Stored data entries:
....
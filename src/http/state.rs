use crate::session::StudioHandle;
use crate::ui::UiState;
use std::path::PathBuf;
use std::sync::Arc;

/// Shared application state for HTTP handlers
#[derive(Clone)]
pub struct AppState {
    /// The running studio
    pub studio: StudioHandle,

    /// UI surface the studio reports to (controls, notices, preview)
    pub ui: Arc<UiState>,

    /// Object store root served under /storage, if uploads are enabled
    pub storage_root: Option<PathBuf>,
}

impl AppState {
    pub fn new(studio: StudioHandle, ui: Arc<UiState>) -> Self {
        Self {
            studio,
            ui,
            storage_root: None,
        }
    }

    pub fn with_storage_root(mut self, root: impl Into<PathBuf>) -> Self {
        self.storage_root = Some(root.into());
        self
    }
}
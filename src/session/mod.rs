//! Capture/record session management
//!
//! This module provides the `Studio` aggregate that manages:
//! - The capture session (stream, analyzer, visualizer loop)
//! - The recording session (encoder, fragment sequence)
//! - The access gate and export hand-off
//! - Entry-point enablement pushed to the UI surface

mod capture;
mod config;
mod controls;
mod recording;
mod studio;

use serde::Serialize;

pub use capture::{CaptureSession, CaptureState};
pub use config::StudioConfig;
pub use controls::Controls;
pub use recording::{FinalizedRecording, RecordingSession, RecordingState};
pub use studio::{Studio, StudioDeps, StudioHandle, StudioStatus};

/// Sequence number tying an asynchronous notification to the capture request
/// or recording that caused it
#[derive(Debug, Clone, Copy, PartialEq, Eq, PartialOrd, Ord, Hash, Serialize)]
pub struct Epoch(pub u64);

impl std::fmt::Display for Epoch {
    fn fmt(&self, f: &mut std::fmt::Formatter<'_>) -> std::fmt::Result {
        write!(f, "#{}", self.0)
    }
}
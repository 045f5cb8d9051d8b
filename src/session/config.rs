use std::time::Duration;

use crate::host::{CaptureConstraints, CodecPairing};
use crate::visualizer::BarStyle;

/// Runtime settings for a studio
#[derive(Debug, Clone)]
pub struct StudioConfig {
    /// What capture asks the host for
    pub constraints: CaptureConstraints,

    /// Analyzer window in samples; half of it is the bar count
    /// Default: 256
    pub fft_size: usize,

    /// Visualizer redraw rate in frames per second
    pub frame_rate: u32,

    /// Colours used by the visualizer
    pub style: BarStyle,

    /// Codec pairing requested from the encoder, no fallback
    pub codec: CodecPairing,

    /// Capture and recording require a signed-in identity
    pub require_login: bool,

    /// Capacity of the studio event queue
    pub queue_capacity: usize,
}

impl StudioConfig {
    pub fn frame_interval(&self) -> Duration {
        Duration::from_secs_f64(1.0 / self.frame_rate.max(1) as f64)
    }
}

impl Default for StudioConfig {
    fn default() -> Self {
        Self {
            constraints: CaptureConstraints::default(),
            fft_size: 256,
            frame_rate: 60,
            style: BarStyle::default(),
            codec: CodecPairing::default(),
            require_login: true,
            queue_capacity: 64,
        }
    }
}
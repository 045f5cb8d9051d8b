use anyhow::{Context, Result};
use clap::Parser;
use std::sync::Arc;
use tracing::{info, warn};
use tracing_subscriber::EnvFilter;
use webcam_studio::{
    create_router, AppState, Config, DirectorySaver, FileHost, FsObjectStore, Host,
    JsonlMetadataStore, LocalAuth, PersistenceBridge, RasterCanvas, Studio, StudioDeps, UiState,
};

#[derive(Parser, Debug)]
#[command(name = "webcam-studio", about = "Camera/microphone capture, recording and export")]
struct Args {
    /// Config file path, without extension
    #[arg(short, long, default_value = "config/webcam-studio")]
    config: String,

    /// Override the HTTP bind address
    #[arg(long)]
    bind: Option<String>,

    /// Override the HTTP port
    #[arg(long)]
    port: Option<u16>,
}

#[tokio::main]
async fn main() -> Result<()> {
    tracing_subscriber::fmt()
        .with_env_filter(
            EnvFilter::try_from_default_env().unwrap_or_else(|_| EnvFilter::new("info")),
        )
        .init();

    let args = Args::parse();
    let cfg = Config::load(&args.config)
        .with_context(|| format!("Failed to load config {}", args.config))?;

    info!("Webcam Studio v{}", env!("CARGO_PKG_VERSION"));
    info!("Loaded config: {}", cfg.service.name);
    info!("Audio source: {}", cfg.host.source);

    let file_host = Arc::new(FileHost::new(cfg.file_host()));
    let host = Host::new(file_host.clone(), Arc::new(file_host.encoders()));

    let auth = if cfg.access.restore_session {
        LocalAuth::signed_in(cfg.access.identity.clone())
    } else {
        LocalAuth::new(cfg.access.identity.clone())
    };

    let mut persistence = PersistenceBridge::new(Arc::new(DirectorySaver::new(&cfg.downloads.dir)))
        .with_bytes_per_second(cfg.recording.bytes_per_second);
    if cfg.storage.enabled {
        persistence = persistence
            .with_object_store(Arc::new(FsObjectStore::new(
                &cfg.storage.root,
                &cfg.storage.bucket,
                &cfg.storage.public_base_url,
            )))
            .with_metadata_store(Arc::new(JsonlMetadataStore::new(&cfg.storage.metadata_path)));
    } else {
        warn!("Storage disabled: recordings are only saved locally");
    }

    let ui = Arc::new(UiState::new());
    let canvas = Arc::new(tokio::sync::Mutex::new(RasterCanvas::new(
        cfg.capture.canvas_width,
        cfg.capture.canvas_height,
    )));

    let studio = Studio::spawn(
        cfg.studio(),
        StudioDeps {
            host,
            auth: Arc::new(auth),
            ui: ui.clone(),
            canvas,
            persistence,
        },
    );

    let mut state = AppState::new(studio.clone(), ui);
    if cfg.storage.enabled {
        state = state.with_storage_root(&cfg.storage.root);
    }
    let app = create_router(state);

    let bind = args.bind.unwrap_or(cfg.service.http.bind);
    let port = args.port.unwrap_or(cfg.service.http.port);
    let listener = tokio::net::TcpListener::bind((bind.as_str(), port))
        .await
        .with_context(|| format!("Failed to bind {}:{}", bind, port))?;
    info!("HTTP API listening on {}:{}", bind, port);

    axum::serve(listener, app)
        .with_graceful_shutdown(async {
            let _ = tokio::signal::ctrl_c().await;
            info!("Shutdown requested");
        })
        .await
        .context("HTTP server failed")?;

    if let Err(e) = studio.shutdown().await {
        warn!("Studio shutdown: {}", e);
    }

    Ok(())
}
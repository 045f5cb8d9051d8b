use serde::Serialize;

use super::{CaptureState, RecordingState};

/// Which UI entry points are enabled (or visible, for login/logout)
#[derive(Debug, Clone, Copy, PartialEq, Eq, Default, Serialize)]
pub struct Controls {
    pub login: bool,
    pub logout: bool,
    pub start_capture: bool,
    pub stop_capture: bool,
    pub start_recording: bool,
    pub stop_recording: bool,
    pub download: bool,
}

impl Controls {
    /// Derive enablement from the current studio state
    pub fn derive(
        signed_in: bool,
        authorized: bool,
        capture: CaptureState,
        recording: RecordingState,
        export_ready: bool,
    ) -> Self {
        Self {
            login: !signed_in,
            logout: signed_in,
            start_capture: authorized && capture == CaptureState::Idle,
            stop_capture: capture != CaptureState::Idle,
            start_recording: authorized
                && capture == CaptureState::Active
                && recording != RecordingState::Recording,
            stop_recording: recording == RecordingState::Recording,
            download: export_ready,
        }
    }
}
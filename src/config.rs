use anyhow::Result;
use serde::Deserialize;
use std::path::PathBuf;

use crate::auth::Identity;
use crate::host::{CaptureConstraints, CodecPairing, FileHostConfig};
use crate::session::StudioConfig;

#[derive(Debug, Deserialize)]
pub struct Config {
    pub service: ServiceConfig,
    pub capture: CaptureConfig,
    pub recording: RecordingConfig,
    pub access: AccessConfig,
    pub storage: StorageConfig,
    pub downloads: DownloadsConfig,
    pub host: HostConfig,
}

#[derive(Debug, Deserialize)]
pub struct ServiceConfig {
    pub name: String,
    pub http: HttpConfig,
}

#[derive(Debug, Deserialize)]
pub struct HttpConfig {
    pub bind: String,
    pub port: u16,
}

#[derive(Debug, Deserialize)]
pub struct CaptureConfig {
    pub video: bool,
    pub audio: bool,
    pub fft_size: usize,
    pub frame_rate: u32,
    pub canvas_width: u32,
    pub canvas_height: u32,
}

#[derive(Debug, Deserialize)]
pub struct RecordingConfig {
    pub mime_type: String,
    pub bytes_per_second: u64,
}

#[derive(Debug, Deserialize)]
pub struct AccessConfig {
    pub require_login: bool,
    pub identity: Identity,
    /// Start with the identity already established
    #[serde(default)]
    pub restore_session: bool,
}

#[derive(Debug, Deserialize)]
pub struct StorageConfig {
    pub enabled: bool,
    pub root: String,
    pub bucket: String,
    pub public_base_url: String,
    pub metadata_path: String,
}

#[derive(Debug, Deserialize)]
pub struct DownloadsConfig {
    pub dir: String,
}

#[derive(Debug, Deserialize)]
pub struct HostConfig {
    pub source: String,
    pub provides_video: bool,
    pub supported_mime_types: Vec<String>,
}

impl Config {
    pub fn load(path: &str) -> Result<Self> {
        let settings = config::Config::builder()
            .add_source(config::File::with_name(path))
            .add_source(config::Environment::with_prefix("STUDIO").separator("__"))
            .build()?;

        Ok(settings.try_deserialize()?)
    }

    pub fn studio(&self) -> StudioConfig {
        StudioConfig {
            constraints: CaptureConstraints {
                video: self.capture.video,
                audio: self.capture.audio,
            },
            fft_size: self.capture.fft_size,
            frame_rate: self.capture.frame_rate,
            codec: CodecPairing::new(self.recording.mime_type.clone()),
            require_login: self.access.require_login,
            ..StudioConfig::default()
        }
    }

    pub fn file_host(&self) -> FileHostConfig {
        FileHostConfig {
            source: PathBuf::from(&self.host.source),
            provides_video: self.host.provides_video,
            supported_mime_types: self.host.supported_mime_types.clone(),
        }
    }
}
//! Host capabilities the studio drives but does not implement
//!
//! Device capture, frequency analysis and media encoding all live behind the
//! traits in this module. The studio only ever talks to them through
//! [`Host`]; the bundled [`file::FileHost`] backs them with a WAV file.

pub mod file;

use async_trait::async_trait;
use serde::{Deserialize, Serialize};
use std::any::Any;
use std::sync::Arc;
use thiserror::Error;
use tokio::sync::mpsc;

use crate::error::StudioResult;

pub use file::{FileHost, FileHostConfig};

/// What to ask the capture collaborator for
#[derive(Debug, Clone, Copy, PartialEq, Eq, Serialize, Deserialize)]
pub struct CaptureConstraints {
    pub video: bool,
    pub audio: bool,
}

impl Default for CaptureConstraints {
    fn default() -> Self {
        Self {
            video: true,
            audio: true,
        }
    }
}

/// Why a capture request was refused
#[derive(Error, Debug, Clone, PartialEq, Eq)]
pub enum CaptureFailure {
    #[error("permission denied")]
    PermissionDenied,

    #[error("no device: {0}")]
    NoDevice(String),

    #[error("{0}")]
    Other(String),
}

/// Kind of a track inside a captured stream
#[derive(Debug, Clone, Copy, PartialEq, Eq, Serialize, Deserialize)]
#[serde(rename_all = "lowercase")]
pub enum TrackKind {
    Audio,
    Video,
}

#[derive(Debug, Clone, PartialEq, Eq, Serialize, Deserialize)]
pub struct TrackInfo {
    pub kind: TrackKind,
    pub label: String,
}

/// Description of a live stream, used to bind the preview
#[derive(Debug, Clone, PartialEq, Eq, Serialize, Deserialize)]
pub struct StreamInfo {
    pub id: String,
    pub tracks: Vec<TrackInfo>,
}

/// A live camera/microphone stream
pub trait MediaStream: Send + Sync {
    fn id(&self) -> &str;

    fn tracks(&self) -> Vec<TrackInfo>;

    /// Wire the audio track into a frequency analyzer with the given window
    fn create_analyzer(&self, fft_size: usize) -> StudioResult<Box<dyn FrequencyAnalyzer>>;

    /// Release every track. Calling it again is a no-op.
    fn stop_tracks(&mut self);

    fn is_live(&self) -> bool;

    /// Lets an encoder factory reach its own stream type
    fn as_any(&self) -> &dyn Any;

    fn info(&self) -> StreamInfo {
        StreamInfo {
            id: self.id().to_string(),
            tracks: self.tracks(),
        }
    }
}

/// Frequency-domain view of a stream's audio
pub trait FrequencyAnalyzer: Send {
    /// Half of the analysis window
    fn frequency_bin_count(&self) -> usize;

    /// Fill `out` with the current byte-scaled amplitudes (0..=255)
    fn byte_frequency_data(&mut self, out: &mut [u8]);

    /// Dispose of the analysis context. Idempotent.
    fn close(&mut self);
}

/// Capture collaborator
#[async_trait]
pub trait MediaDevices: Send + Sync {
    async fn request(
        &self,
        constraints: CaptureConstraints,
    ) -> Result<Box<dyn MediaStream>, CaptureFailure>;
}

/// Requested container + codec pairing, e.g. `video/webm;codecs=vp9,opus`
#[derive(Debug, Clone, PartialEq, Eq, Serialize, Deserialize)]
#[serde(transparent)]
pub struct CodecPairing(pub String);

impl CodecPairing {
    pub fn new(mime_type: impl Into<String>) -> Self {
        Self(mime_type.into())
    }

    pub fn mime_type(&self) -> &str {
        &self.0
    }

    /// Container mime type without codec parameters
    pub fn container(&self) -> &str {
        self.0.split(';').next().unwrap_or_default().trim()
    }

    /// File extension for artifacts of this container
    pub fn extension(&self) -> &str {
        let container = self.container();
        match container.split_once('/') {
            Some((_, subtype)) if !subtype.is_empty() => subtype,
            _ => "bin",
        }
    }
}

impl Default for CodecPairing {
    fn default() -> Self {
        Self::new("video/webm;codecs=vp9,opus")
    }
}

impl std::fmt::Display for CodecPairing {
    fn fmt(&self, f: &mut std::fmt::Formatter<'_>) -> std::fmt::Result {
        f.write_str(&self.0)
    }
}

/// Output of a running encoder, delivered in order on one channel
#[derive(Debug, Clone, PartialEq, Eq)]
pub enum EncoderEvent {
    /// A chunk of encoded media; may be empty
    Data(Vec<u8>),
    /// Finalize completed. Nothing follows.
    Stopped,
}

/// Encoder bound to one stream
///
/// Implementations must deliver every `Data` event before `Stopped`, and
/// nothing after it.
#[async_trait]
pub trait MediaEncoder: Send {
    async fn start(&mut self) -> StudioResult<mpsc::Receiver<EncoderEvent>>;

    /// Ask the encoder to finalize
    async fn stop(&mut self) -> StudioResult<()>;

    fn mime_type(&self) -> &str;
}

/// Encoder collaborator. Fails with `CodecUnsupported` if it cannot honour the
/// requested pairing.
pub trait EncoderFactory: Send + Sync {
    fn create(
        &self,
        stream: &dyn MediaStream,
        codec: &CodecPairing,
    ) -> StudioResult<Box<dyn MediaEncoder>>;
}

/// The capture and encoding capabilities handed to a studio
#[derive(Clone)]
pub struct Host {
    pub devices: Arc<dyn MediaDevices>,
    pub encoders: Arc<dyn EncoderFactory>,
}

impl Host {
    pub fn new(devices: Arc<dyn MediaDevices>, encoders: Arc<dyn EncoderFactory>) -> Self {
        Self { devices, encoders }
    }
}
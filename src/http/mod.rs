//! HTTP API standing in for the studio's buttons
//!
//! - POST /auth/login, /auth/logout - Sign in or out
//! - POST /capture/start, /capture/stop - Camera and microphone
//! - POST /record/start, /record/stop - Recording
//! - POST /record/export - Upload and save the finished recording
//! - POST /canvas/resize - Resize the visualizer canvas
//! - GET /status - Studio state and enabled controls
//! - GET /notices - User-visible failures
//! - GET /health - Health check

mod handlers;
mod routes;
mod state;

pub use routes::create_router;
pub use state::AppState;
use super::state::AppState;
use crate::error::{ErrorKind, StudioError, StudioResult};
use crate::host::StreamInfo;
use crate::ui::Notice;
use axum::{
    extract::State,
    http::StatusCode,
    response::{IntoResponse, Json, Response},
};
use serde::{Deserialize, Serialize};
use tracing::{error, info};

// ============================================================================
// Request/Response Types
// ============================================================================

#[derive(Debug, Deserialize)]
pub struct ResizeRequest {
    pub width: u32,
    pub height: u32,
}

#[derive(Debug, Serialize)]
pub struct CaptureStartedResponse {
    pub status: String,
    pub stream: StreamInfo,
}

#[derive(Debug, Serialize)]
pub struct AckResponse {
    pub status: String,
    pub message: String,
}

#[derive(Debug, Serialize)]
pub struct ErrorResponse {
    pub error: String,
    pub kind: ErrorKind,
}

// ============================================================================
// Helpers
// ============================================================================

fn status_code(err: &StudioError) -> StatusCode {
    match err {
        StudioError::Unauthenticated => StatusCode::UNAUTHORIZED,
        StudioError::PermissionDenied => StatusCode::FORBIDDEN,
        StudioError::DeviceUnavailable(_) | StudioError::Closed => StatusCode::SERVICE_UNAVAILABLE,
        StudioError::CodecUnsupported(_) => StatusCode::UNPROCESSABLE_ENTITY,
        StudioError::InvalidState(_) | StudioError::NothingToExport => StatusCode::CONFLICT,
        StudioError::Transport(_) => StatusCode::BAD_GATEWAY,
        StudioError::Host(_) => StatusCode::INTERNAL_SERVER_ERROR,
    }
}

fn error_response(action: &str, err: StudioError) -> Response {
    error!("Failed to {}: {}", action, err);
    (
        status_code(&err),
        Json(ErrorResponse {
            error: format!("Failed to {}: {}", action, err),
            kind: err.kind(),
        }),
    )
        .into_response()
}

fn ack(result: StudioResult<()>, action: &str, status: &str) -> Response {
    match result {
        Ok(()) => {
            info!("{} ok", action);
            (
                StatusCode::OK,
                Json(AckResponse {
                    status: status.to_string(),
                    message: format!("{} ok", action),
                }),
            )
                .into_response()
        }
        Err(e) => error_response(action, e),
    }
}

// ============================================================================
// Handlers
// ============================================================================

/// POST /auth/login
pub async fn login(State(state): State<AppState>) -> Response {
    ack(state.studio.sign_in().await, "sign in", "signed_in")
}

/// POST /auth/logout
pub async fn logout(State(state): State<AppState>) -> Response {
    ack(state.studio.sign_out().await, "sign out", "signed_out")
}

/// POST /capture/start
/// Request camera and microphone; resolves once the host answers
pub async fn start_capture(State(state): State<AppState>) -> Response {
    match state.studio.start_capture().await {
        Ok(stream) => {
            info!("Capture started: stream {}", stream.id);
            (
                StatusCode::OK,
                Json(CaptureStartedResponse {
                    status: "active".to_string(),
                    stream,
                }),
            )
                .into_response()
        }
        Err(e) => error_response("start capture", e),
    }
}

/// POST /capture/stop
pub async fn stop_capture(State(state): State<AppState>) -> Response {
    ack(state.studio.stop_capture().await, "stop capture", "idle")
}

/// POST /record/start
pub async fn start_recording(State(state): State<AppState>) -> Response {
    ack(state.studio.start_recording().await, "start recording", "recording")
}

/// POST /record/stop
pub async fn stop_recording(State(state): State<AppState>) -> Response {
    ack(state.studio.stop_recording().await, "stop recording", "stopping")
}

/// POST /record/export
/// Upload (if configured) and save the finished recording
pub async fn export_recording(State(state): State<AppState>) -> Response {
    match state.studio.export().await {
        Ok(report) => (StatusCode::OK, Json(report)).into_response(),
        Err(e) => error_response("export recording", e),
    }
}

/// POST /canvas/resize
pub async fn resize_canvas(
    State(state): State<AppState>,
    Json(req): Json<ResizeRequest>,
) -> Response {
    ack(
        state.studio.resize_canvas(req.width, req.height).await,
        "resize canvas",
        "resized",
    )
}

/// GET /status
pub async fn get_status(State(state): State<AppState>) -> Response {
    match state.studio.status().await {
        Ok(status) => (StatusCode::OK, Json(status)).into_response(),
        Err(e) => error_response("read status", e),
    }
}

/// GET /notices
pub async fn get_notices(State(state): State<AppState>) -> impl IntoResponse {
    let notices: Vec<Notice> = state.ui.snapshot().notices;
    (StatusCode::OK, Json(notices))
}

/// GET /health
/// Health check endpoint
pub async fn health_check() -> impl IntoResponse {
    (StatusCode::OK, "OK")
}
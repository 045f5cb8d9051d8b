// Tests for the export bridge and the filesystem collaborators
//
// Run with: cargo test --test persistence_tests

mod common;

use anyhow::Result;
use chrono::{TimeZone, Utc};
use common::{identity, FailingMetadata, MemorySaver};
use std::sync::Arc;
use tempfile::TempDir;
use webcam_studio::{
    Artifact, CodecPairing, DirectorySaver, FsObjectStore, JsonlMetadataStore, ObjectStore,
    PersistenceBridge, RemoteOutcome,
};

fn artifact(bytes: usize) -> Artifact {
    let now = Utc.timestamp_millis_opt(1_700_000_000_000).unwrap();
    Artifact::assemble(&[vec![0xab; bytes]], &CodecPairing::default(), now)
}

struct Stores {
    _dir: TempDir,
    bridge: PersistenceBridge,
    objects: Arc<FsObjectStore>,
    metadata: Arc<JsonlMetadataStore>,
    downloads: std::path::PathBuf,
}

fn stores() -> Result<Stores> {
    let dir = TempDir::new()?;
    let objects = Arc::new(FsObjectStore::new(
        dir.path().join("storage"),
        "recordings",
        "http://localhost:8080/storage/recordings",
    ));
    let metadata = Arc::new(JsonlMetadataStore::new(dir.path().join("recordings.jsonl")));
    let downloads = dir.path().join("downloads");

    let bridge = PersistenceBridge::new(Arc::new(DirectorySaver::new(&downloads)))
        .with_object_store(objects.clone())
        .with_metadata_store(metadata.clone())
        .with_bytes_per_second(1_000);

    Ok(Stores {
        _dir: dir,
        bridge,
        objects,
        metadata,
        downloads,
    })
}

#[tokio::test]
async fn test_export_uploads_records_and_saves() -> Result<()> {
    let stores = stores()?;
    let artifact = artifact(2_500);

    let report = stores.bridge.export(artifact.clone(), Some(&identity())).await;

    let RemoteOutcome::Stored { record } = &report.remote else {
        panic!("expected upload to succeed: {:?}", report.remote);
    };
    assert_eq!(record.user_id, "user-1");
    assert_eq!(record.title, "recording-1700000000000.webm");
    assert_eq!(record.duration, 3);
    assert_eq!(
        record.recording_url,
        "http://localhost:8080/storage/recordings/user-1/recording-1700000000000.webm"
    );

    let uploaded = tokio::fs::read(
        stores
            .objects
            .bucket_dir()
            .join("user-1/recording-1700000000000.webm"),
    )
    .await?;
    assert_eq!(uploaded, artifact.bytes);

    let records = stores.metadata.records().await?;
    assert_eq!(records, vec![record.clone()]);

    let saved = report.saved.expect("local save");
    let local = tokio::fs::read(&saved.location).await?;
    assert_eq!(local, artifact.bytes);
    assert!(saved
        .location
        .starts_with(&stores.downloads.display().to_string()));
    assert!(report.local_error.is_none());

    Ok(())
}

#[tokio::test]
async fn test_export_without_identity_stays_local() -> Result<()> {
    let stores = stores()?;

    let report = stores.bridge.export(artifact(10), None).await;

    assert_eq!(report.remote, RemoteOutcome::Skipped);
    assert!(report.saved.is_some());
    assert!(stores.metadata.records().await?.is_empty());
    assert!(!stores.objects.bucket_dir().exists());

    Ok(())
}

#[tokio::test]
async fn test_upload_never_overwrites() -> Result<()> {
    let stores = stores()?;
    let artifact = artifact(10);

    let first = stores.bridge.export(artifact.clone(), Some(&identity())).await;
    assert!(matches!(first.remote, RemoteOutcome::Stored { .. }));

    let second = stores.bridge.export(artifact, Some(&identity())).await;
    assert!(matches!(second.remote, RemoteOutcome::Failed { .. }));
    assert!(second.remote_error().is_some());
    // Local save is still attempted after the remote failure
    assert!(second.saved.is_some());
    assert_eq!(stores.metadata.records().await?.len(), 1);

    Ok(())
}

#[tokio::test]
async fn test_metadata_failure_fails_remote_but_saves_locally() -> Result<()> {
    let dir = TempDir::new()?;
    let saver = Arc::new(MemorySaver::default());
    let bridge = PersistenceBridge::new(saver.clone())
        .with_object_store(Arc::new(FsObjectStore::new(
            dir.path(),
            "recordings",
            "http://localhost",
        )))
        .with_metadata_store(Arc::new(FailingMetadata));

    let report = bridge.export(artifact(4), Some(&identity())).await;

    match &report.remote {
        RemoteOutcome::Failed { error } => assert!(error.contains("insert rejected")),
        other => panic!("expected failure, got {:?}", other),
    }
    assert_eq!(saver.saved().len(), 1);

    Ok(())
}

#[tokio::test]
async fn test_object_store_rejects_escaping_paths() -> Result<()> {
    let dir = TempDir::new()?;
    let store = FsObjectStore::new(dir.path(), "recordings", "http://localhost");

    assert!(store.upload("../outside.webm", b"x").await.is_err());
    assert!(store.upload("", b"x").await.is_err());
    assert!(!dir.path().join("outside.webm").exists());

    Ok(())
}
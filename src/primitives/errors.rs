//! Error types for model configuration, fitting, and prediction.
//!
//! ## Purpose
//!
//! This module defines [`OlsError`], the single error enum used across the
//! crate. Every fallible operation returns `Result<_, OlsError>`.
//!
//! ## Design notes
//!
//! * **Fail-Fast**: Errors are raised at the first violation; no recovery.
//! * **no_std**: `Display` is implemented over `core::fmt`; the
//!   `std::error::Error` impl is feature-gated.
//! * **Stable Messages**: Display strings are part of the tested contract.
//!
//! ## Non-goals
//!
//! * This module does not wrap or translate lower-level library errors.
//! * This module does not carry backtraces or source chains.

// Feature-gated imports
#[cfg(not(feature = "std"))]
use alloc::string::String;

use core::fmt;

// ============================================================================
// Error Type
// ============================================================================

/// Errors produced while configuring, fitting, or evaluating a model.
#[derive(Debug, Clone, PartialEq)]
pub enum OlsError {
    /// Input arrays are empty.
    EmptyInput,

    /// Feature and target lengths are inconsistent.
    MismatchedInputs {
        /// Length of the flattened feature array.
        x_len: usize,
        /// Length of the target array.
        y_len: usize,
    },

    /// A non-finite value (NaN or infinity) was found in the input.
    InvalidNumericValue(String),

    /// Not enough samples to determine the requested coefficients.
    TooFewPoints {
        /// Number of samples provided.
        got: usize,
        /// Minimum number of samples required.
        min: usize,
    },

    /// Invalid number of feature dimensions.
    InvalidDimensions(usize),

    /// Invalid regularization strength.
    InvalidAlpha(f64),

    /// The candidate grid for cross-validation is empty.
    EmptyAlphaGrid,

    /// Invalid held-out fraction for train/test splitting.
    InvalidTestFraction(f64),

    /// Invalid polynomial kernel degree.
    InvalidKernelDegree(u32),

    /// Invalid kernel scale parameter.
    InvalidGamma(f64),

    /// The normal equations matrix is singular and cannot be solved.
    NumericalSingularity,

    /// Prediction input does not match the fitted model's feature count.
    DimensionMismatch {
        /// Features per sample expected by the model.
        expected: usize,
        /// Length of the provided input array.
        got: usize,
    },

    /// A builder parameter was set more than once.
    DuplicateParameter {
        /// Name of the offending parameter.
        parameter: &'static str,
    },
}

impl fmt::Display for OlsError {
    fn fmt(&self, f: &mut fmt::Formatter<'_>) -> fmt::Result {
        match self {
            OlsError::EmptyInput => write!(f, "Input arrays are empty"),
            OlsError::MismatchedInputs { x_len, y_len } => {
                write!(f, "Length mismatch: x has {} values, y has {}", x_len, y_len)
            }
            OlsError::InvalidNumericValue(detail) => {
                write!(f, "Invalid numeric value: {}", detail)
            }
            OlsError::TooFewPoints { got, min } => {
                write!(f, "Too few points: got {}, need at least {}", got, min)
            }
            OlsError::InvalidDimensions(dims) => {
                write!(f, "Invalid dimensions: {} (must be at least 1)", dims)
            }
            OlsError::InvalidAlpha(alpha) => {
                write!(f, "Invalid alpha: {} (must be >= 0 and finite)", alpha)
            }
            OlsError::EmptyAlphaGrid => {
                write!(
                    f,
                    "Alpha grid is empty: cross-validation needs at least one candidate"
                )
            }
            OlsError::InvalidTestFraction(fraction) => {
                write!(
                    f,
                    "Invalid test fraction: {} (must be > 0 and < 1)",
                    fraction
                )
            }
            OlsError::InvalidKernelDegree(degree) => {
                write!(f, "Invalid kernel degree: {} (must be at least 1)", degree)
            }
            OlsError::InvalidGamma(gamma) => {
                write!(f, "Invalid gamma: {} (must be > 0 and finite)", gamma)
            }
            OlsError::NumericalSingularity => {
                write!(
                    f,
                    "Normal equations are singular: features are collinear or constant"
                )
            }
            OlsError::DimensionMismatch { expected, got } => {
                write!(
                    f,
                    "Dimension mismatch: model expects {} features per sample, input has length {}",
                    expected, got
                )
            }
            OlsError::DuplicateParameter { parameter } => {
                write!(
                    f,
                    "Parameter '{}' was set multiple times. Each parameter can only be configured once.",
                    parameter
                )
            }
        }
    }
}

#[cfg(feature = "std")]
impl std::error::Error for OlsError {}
....
WORK ITEM –
Go over the records above and tally each line that includes "arrays". Give the total by itself.

SOLUTION TO THIS EXERCISE –
2